Another conjecture on sum $A+B=C$ 
Could You give your ideas, your comment, or a referen for a conjecture as follows: 

Consider $A, B, C$ be three positive integers numbers. By Fundamental theorem of arithmetic we write:
$A=a_1^{x_1}a_2^{x_2}...a_n^{x_n}$, 
$B=b_1^{y_1}b_2^{y_2}...b_m^{y_m}$, 
$C=c_1^{z_1}c_2^{z_2}...c_k^{z_k}$
Let $N=\min\{x_i, y_j, z_h \}$ where $1 \le i \le n,  1\ \le j \le m, 1\le h \le k$

For a positive integer $N_0 > 3$, there exist only finitely many triples $(A, B, C)$ of coprime positive integers, with $A+B=C$, such that: $N \ge N_0$

Edited: I repalced $N_0 \ge 3$ by $N_0 > 3$
 A: This conjecture is false, though only barely.  
It should be true for $N_0 \geq 4$ by the ABC conjecture.
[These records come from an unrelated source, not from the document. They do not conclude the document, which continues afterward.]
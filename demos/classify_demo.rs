//! Demonstration of fixation classification.
//!
//! This example shows how to:
//! 1. Build a gaze series from raw coordinates
//! 2. Classify it under each combination mode
//! 3. Summarise the resulting scanpath
//! 4. Compute crop regions around each fixation
//! 5. Export a JSON report
//!
//! Run with: cargo run --example classify_demo

use gaze_fixation::{
    classify_fixations, crop_regions, FixationParams, GazeSeries, Mode, ReportBuilder,
    ScanpathSummary,
};

/// Sampling rate of the synthetic recording.
const SAMPLE_RATE_HZ: f64 = 240.0;

/// Three fixations joined by fast saccades, with a little tremor.
fn synthetic_trace() -> (Vec<f64>, Vec<f64>) {
    let targets = [(200.0, 150.0, 60), (520.0, 300.0, 48), (310.0, 420.0, 72)];
    let saccade_samples = 6;

    let mut x = Vec::new();
    let mut y = Vec::new();
    let mut previous: Option<(f64, f64)> = None;

    for (tx, ty, dwell) in targets {
        if let Some((px, py)) = previous {
            for k in 1..=saccade_samples {
                let t = k as f64 / (saccade_samples + 1) as f64;
                x.push(px + (tx - px) * t);
                y.push(py + (ty - py) * t);
            }
        }
        for k in 0..dwell {
            let phase = k as f64 * 0.7;
            x.push(tx + 2.0 * phase.sin());
            y.push(ty + 2.0 * (phase * 1.3).cos());
        }
        previous = Some((tx, ty));
    }

    (x, y)
}

fn main() {
    println!("Gaze Fixation - Classification Demo");
    println!("===================================");
    println!();

    let (x, y) = synthetic_trace();
    let series = match GazeSeries::from_sample_rate(&x, &y, SAMPLE_RATE_HZ) {
        Ok(series) => series,
        Err(e) => {
            eprintln!("Invalid recording: {e}");
            return;
        }
    };
    println!(
        "Recording: {} samples at {} Hz ({:.2} s)",
        series.len(),
        SAMPLE_RATE_HZ,
        series.duration_secs()
    );
    println!();

    for mode in Mode::ALL {
        let params = FixationParams::default().with_mode(mode);
        let result = match classify_fixations(&series, &params) {
            Ok(result) => result,
            Err(e) => {
                eprintln!("{mode}: {e}");
                continue;
            }
        };

        println!("[{mode}] {} fixation(s)", result.event_count());
        for event in &result.events {
            println!(
                "  samples {:>3}..{:<3} {:>6.1} ms at ({:.1}, {:.1})",
                event.start,
                event.end,
                event.duration_secs(series.time_interval()) * 1000.0,
                event.centroid_x,
                event.centroid_y
            );
        }
    }
    println!();

    let params = FixationParams::default();
    let result = match classify_fixations(&series, &params) {
        Ok(result) => result,
        Err(e) => {
            eprintln!("Classification failed: {e}");
            return;
        }
    };

    let summary = ScanpathSummary::from_result(&result, series.time_interval());
    println!("Summary (AND):");
    println!("  Fixations: {}", summary.fixation_count);
    println!("  Mean duration: {:.1} ms", summary.mean_fixation_secs * 1000.0);
    println!("  Fixation ratio: {:.2}", summary.fixation_ratio);
    println!("  Scanpath length: {:.1} px", summary.scanpath_length_px);
    println!();

    match crop_regions(&result.avg_x, &result.avg_y, 50, 640, 480) {
        Ok(regions) => {
            println!("Crop regions (50 px field of view, 640x480 image):");
            for region in regions {
                println!(
                    "  ({}, {}) - ({}, {})",
                    region.x1, region.y1, region.x2, region.y2
                );
            }
        }
        Err(e) => eprintln!("Crop regions failed: {e}"),
    }
    println!();

    let report = ReportBuilder::new().build(Some("demo"), &result, &params, series.time_interval());
    match serde_json::to_string_pretty(&report) {
        Ok(json) => println!("Report:\n{json}"),
        Err(e) => eprintln!("Could not serialize report: {e}"),
    }
}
But for $N_0 = 3$ there are infinitely many counterexamples such as
$$
191114642^3 + 4309182809^3 = 7^4 \, 321817873^3.
$$
I obtained this by starting from the point 
$P_1 = (2:1:1)$ on the elliptic curve $x^3+y^3=7z^3$ 
(with origin $P_0 = (1:-1:0)$), and looking for a multiple 
$P_n = nP_1$ whose $z$-coordinate is divisible by $7$; such $n$ must exist because $7|z(P_n)$ iff $P_n$ reduces mod $7$ to $P_0$,
and here it turned out that $n=7$ was the first example.
Then any $n=7m$ works, so we get an infinite sequence of counterexamples.
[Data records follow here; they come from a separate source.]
//! Crop rectangles around scanpath points.
//!
//! Used by front-ends that show the image patch under each fixation. Only the
//! pixel geometry is computed here; no image data is touched.

use crate::error::{require_positive, FixationError};
use serde::{Deserialize, Serialize};

/// Pixel rectangle `[x1, x2) × [y1, y2)` clamped to the image.
#[derive(Debug, Clone, Copy, PartialEq, Eq, Serialize, Deserialize)]
pub struct CropRegion {
    pub x1: i64,
    pub y1: i64,
    pub x2: i64,
    pub y2: i64,
}

impl CropRegion {
    pub fn width(&self) -> i64 {
        (self.x2 - self.x1).max(0)
    }

    pub fn height(&self) -> i64 {
        (self.y2 - self.y1).max(0)
    }

    /// True when clamping left nothing of the region.
    pub fn is_empty(&self) -> bool {
        self.width() == 0 || self.height() == 0
    }
}

/// One crop region per scanpath point.
///
/// Each region spans `field_of_view / 2` pixels (integer division) on every
/// side of the point. Edges are truncated toward zero and then clamped to
/// `[0, image_width] × [0, image_height]`.
pub fn crop_regions(
    avg_x: &[f64],
    avg_y: &[f64],
    field_of_view: u32,
    image_width: u32,
    image_height: u32,
) -> Result<Vec<CropRegion>, FixationError> {
    if avg_x.len() != avg_y.len() {
        return Err(FixationError::length_mismatch(
            "avg_x",
            avg_x.len(),
            "avg_y",
            avg_y.len(),
        ));
    }
    require_positive("field_of_view", field_of_view as f64)?;
    require_positive("image_width", image_width as f64)?;
    require_positive("image_height", image_height as f64)?;

    let half = (field_of_view / 2) as f64;
    let width = image_width as i64;
    let height = image_height as i64;

    Ok(avg_x
        .iter()
        .zip(avg_y.iter())
        .map(|(&fx, &fy)| CropRegion {
            x1: ((fx - half) as i64).max(0),
            x2: ((fx + half) as i64).min(width),
            y1: ((fy - half) as i64).max(0),
            y2: ((fy + half) as i64).min(height),
        })
        .collect())
}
The same construction works for any elliptic curve $x^3+y^3=Dz^3$
of positive rank.
P.S. I see that a simpler counterexample$$
271^3 + 3^5 146^3 = 919^3
$$
was given by user459832 to 
the parallel question
on Math Stackexchange.  This corresponds to the third multiple of
the generator $(2:1:1)$ on $x^3+y^3=9z^3$; here the first case of $3|z$
is small enough that we can still comfortably exhibit the next one, 
$$
415280564497^3 + 676702467503^3 = 3^5 116223894220^3.